Ransomware operators keep appearing and now they seem to have compromised one of the most important companies in the world. Multiple sources and logical security experts report that Volkswagen Group became the latest victim of the recently detected Conti ransomware group.

According to reports, in addition to encrypting the automotive company’s systems, threat actors also managed to steal sensitive data, posting the compromised information on a hacking forum. The documents presented include more than 8 thousand invoices, reports from the company’s workshops, among other data.

La imagen tiene un atributo ALT vacío; su nombre de archivo es volkswagen27082020.jpg

Volkswagen’s annual reports support its position as one of the world’s leading automotive companies, with more than 10 million cars sold a year and earnings in excess of $280 billion USD a year, competing on a par with General Motors, Hyundai, Ford and Toyota.

Logical security experts mention that this incident could create multiple legal problems for the company, especially with regard to compliance with the European Union General Data Protection Regulation (GDPR), as many of the leaked documents contain confidential details of Volkswagen customers. Like many other industries, car manufacturing is going through some financial problems, so facing the fines currently set by the GDPR would be catastrophic for the company.

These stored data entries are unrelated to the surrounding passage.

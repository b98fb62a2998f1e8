//! Keyed Lock Module
//!
//! Per-key mutual exclusion used to serialize concurrent loads of the same
//! key. Locks are created lazily on first use and reclaimed when the last
//! waiter releases them, so an unbounded stream of distinct keys over time
//! keeps the registry bounded.

use std::collections::HashMap;
use std::sync::atomic::{AtomicUsize, Ordering};
use std::sync::{Arc, Condvar, Mutex, PoisonError};

// == Key Lock ==
/// A single lock slot. Implemented with a flag and condvar rather than a
/// `MutexGuard` so the guard can outlive the registry's internal borrow.
#[derive(Debug, Default)]
struct KeyLock {
    locked: Mutex<bool>,
    cond: Condvar,
    /// Number of callers holding or waiting on this slot. Only mutated
    /// while the registry map lock is held.
    waiters: AtomicUsize,
}

impl KeyLock {
    fn acquire(&self) {
        let mut locked = self.locked.lock().unwrap_or_else(PoisonError::into_inner);
        while *locked {
            locked = self
                .cond
                .wait(locked)
                .unwrap_or_else(PoisonError::into_inner);
        }
        *locked = true;
    }

    fn release(&self) {
        let mut locked = self.locked.lock().unwrap_or_else(PoisonError::into_inner);
        *locked = false;
        drop(locked);
        self.cond.notify_one();
    }
}

// == Key Lock Registry ==
/// Maps keys to lock slots.
///
/// Two different keys never contend; the same key across concurrent callers
/// strictly serializes. Creating one key's slot never blocks another key's
/// callers beyond the brief map access.
#[derive(Debug, Default)]
pub struct KeyLockRegistry {
    locks: Mutex<HashMap<String, Arc<KeyLock>>>,
}

impl KeyLockRegistry {
    // == Constructor ==
    /// Creates an empty registry.
    pub fn new() -> Self {
        Self::default()
    }

    // == Lock ==
    /// Acquires the lock for `key`, blocking while another caller holds it.
    ///
    /// The returned guard releases the lock on drop and removes the slot
    /// from the registry once no caller holds or waits on it.
    pub fn lock(&self, key: &str) -> KeyLockGuard<'_> {
        let slot = {
            let mut locks = self.locks.lock().unwrap_or_else(PoisonError::into_inner);
            let slot = locks
                .entry(key.to_string())
                .or_insert_with(|| Arc::new(KeyLock::default()));
            slot.waiters.fetch_add(1, Ordering::SeqCst);
            Arc::clone(slot)
        };
        slot.acquire();
        KeyLockGuard {
            registry: self,
            key: key.to_string(),
            slot,
        }
    }

    // == Length ==
    /// Returns the number of live lock slots.
    ///
    /// After every guard for a key has been dropped its slot is gone, so an
    /// idle registry reports zero regardless of how many keys it has seen.
    pub fn len(&self) -> usize {
        self.locks
            .lock()
            .unwrap_or_else(PoisonError::into_inner)
            .len()
    }

    // == Is Empty ==
    pub fn is_empty(&self) -> bool {
        self.len() == 0
    }
}

// == Key Lock Guard ==
/// RAII guard for a per-key lock.
#[derive(Debug)]
pub struct KeyLockGuard<'a> {
    registry: &'a KeyLockRegistry,
    key: String,
    slot: Arc<KeyLock>,
}

impl Drop for KeyLockGuard<'_> {
    fn drop(&mut self) {
        self.slot.release();
        let mut locks = self
            .registry
            .locks
            .lock()
            .unwrap_or_else(PoisonError::into_inner);
        // Last one out removes the slot. The decrement happens under the
        // map lock, so a concurrent `lock` call either finds the slot with
        // a live waiter count or creates a fresh one.
        if self.slot.waiters.fetch_sub(1, Ordering::SeqCst) == 1 {
            locks.remove(&self.key);
        }
    }
}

Regarding the perpetrators of the attack, the researchers mention that Conti is a group formed from Ryuk hackers, operating as a “ransomware as a service” (RaaS) platform. Logical security experts say that most of the hackers recruited by this group have extensive experience in the cybercrime world so many other high-profile companies could suffer similar attacks in the short and medium term.

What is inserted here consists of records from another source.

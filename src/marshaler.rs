//! Marshaler Module
//!
//! Serializes typed values to bytes and back for storage in a backend.
//!
//! The codec set is closed: dynamic dispatch over generic serde methods is
//! not object safe, so the marshaler is a plain enum selected once at
//! construction time. `Bincode` is the default binary format; `Json` is the
//! standard human-readable alternative.

use serde::de::DeserializeOwned;
use serde::Serialize;

use crate::error::{CacheError, Result};

// == Marshaler ==
/// Value codec used by a cache engine.
#[derive(Debug, Clone, Copy, Default, PartialEq, Eq)]
pub enum Marshaler {
    /// Compact binary encoding (default)
    #[default]
    Bincode,
    /// JSON encoding
    Json,
}

impl Marshaler {
    // == Marshal ==
    /// Serializes a value to bytes.
    pub fn marshal<T: Serialize>(&self, value: &T) -> Result<Vec<u8>> {
        match self {
            Marshaler::Bincode => {
                bincode::serialize(value).map_err(|e| CacheError::Codec(e.to_string()))
            }
            Marshaler::Json => {
                serde_json::to_vec(value).map_err(|e| CacheError::Codec(e.to_string()))
            }
        }
    }

    // == Unmarshal ==
    /// Deserializes a value from bytes.
    pub fn unmarshal<T: DeserializeOwned>(&self, bytes: &[u8]) -> Result<T> {
        match self {
            Marshaler::Bincode => {
                bincode::deserialize(bytes).map_err(|e| CacheError::Codec(e.to_string()))
            }
            Marshaler::Json => {
                serde_json::from_slice(bytes).map_err(|e| CacheError::Codec(e.to_string()))
            }
        }
    }
}
//! Collection Module
//!
//! A prefixed sub-cache with its own default TTL. Identical to a node
//! except that operations passing [`Ttl::Default`] resolve against the
//! collection's TTL instead of the engine's.

use serde::de::DeserializeOwned;
use serde::Serialize;

use crate::cache::{Cache, Field, Node};
use crate::error::{CacheError, Result};
use crate::ttl::Ttl;

// == Collection ==
#[derive(Clone)]
pub struct Collection {
    node: Node,
    default_ttl: Ttl,
}

impl Collection {
    // == Constructor ==
    /// Creates a collection over an engine with the given prefix and its
    /// own default TTL.
    pub fn new(cache: Cache, prefix: impl Into<String>, ttl: Ttl) -> Self {
        Self::from_node(Node::new(cache, prefix), ttl)
    }

    pub(crate) fn from_node(node: Node, ttl: Ttl) -> Self {
        Self {
            node,
            default_ttl: ttl,
        }
    }

    /// Resolves `Ttl::Default` against this collection's own TTL. If the
    /// collection itself was configured with `Ttl::Default`, the engine's
    /// default applies downstream.
    fn resolve(&self, ttl: Ttl) -> Ttl {
        match ttl {
            Ttl::Default => self.default_ttl,
            other => other,
        }
    }

    // == Final Key ==
    pub fn final_key(&self, key: &str) -> String {
        self.node.final_key(key)
    }

    /// This collection's default TTL.
    pub fn default_ttl(&self) -> Ttl {
        self.default_ttl
    }

    // == Typed Operations ==
    pub fn set<T: Serialize>(&self, key: &str, value: &T, ttl: Ttl) -> Result<()> {
        self.node.set(key, value, self.resolve(ttl))
    }

    pub fn update<T: Serialize>(&self, key: &str, value: &T, ttl: Ttl) -> Result<()> {
        self.node.update(key, value, self.resolve(ttl))
    }

    pub fn get<T: DeserializeOwned>(&self, key: &str) -> Result<T> {
        self.node.get(key)
    }

    pub fn del(&self, key: &str) -> Result<()> {
        self.node.del(key)
    }

    // == Byte Operations ==
    pub fn set_bytes(&self, key: &str, value: &[u8], ttl: Ttl) -> Result<()> {
        self.node.set_bytes(key, value, self.resolve(ttl))
    }

    pub fn update_bytes(&self, key: &str, value: &[u8], ttl: Ttl) -> Result<()> {
        self.node.update_bytes(key, value, self.resolve(ttl))
    }

    pub fn get_bytes(&self, key: &str) -> Result<Vec<u8>> {
        self.node.get_bytes(key)
    }

    // == Counter Operations ==
    pub fn set_counter(&self, key: &str, value: i64, ttl: Ttl) -> Result<()> {
        self.node.set_counter(key, value, self.resolve(ttl))
    }

    pub fn get_counter(&self, key: &str) -> Result<i64> {
        self.node.get_counter(key)
    }

    pub fn incr_counter(&self, key: &str, increment: i64, ttl: Ttl) -> Result<i64> {
        self.node.incr_counter(key, increment, self.resolve(ttl))
    }

    pub fn del_counter(&self, key: &str) -> Result<()> {
        self.node.del_counter(key)
    }

    pub fn expire_counter(&self, key: &str, ttl: Ttl) -> Result<()> {
        self.node.expire_counter(key, self.resolve(ttl))
    }

    // == Expire ==
    pub fn expire(&self, key: &str, ttl: Ttl) -> Result<()> {
        self.node.expire(key, self.resolve(ttl))
    }

    // == Load ==
    pub fn load<T, F>(&self, key: &str, ttl: Ttl, loader: F) -> Result<T>
    where
        T: Serialize + DeserializeOwned,
        F: FnOnce(&str) -> Result<T>,
    {
        self.node.load(key, self.resolve(ttl), loader)
    }

    // == Flush ==
    /// Not supported, same as for nodes.
    pub fn flush(&self) -> Result<()> {
        Err(CacheError::FeatureNotSupported("flush on a cache collection"))
    }

    // == Namespacing ==
    /// Returns a field bound to one key inside this collection.
    pub fn field(&self, name: impl Into<String>) -> Field {
        self.node.field(name)
    }
}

The company has not issued any statements, although cybersecurity firm Cyble mentions that it has a source very close to the incident, in addition to some problems have already been detected in workshops and a local concessionaire based in Germany.

For security, Volkswagen vehicle owners are advised to ignore any suspicious-looking messages, as threat actors were able to access their personal data and could try to deploy phishing and bank fraud campaigns.